Par exemple, une organisation qui valorise la performance individuelle au détriment de la collaboration créera inconsciemment des rivalités internes. À l’inverse, un environnement où les responsabilités sont clairement définies et où le feedback est encouragé favorisera l’engagement et la cohésion. Le principe d’interactions et rétroactions, au coeur de l’approche systémique, suggère que les relations entre les éléments sont circulaires, avec des effets de rétroaction qui renforcent ou modifient le système. 

Quel est donc mon impact sur le système?

Le stoïcisme: une boussole pour naviguer dans la complexité

Le stoïcisme, en mettant l’accent sur ce que nous pouvons contrôler et en acceptant ce que nous ne pouvons pas changer, rejoint l’approche systémique en matière de gestion des défis et des incertitudes. Là où le stoïcisme invite à cultiver la maîtrise de soi, le discernement et la résilience face aux aléas, l’approche systémique reconnaît l’interdépendance des éléments et l’influence du contexte sur nos décisions.
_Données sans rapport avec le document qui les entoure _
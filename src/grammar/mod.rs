//! Host and credential grammar
//!
//! Each host shape is recognised by a named predicate. [`HostShape::of`]
//! applies them in priority order: IPv6 literal, IPv4 literal, domain name.

pub mod domain;
pub mod ipv4;
pub mod ipv6;
pub mod script;
pub mod userinfo;

use std::net::Ipv4Addr;

pub use domain::is_domain_name;
pub use ipv4::parse_ipv4_literal;
pub use ipv6::{is_ipv6_address, is_ipv6_literal};
pub use userinfo::is_valid_userinfo;

/// The bucket a decoded host falls into
#[derive(Debug, Clone, Copy, PartialEq, Eq)]
pub enum HostShape {
    /// Bracketed IPv6 address
    Ipv6,
    /// Dotted-quad IPv4 address
    Ipv4(Ipv4Addr),
    /// Domain name
    Domain,
    /// None of the above
    Unrecognized,
}

impl HostShape {
    /// Classify a percent-decoded host.
    pub fn of(host: &str) -> Self {
        if is_ipv6_literal(host) {
            HostShape::Ipv6
        } else if let Some(address) = parse_ipv4_literal(host) {
            HostShape::Ipv4(address)
        } else if is_domain_name(host) {
            HostShape::Domain
        } else {
            HostShape::Unrecognized
        }
    }
}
Ensemble, ces perspectives encouragent une posture d’adaptation consciente: en comprenant les dynamiques du système dans lequel nous évoluons, nous pouvons mieux orienter nos actions et optimiser notre impact, tout en restant ancrés dans nos valeurs et notre capacité de résilience individuelle.

Managers: équipez vos collaborateurs et prenez conscience du système que vous façonnez

La clé pour éviter les dérives de la naïveté ou du cynisme repose sur un équilibre subtil entre responsabilisation individuelle et reconnaissance des dynamiques collectives. 

Votre rôle ne se limite pas à encourager la résilience individuelle; il s’agit aussi de façonner un cadre où chacun peut s’épanouir. Cela implique:

  • Créer un espace d’échanges: Guider des réflexions collectives
  • Former les collaborateurs : Renforcer les capacités de résilience
  • Clarifier les responsabilités: Qui fait quoi? Avec quels moyens et quelles attentes
  • Créer un climat de confiance: Un collaborateur ose-t-il exprimer ses difficultés sans crainte de jugement?
  • Agir sur le système: Quelle est ma contribution dans le système? Quels processus peuvent être ajustés pour réduire les frustrations inutiles?

L’objectif n’est pas d’opposer responsabilité individuelle et conscience systémique, mais de les articuler intelligemment pour favoriser une organisation plus résiliente et adaptative. En reconnaissant ces deux dimensions, managers et collaborateurs peuvent co-construire un environnement de travail plus équilibré, où chacun trouve sa place et contribue activement à une ambition collective. 

Aujourd’hui, plus que jamais, saisissons avec force et courage l’opportunité d’influencer les systèmes dans lequel nous évoluons.